La Roti.
Ce matin là, Ricoud se leva tôt comme au temps des moissons. Il prit ses plus beaux habits, attela sa jument, et la tête pleine de chanson, il se rendit aux noces de sa cousine Henriette.
Il y allait comme « Contre-Noye (1) » avec l’Angèle de chez Dubourg, une cavalière très à sa convenance. Rien que dans n’évoquer sa silhouette aux hanches balancées, un flot d’émotion lui arrivait au cœur. Mai pas une émotion intimidante, un coup de fouet qui ravivait son désir de plaire, de débiter des
bons mots, de multiplier les farces.
En Auvergne, quand on « mange des noces », il faut être gai de cœur et d’esprit, danser avec endurance, improviser des divertissements. Ricoud, lui s’entendait à ses choses, pas un dans Charbonnières-les-Vieilles, ni même dans les environs, n’avait ce tour plaisant dans la conversation qu’accompagnait cette aisance de gestes. D’abord, sa façon de trinquer gagnait franc les sympathies, et puis, sa belle tournure physique, la solidité de son poing et la finesse de sa cheville soulevaient l’admiration.
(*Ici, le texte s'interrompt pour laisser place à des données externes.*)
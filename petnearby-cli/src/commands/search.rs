//! Search command - one-shot nearby search around a fixed coordinate.

use std::path::PathBuf;

use console::style;
use tracing::info;

use petnearby::coord::Coordinate;
use petnearby::places::{Place, PlaceAggregator};

use super::common::{
    format_distance, load_config, parse_coordinate, places_client, print_places, resolve_places,
    PlacesOverrides,
};
use crate::error::CliError;

/// Arguments for the search command.
pub struct SearchArgs {
    pub config: Option<PathBuf>,
    pub lat: f64,
    pub lon: f64,
    pub overrides: PlacesOverrides,
    pub json: bool,
}

/// Run the search command.
pub async fn run(args: SearchArgs) -> Result<(), CliError> {
    let origin = parse_coordinate(args.lat, args.lon)?;
    let config = resolve_places(load_config(args.config.as_deref())?, args.overrides);

    let aggregator = PlaceAggregator::new(places_client(&config)?, config.places.api_key.as_deref())?;
    info!(
        %origin,
        radius = config.places.radius_meters,
        categories = ?config.places.categories,
        "Searching nearby places"
    );

    let aggregation = aggregator
        .fetch_nearby(origin, &config.places.categories, config.places.radius_meters)
        .await?;

    if args.json {
        let json = serde_json::to_string_pretty(&aggregation.places)
            .map_err(|e| CliError::Places(format!("Failed to encode results: {}", e)))?;
        println!("{}", json);
    } else {
        print_summary(&aggregation.places, origin, config.places.radius_meters);
    }
    if let Some(warning) = aggregation.warning() {
        eprintln!("{} {}", style("warning:").yellow().bold(), warning);
    }

    Ok(())
}

fn print_summary(places: &[Place], origin: Coordinate, radius_meters: u32) {
    println!(
        "{} places within {} of {}",
        style(places.len()).bold(),
        format_distance(f64::from(radius_meters)),
        origin
    );
    print_places(origin, places);
}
-« Voilà Ricoud ! Vive le Contre-Noye ! »
Il arriva chez la mariée debout dans sa carriole au grand trot de sa bête, et trente « paires de jeunesse » réunies dans la cour, lui firent une véritable ovation !
De cet air magistral et détaché qui faisait son prestige, il rejeta les rênes, sauta, détela. On le suivit jusqu’à l’écurie, entraînant l’Angèle, sa cavalière, qu’on lui mit dans les bras, intimidée, nigaude, toute de rose et de vert habillée, comme un églantier en fleurs ! Il L’embrassa crânement ! Elle, les deux mains au visage dissimulait sa « vapeur », tandis que les rires, dans l’air clair matinal, montaient avec la rumeur des basses-cours et le claquement des sabots.
En galant Contre-Noye, Ricoud distribua des décorations : des blanches et bleues, pailletées d’or, pour les filles ; des rouges et mauves pour les garçons. Il en sorti à profusion de ses poches et les épingla lui-même sur chaque poitrine avec force drôleries.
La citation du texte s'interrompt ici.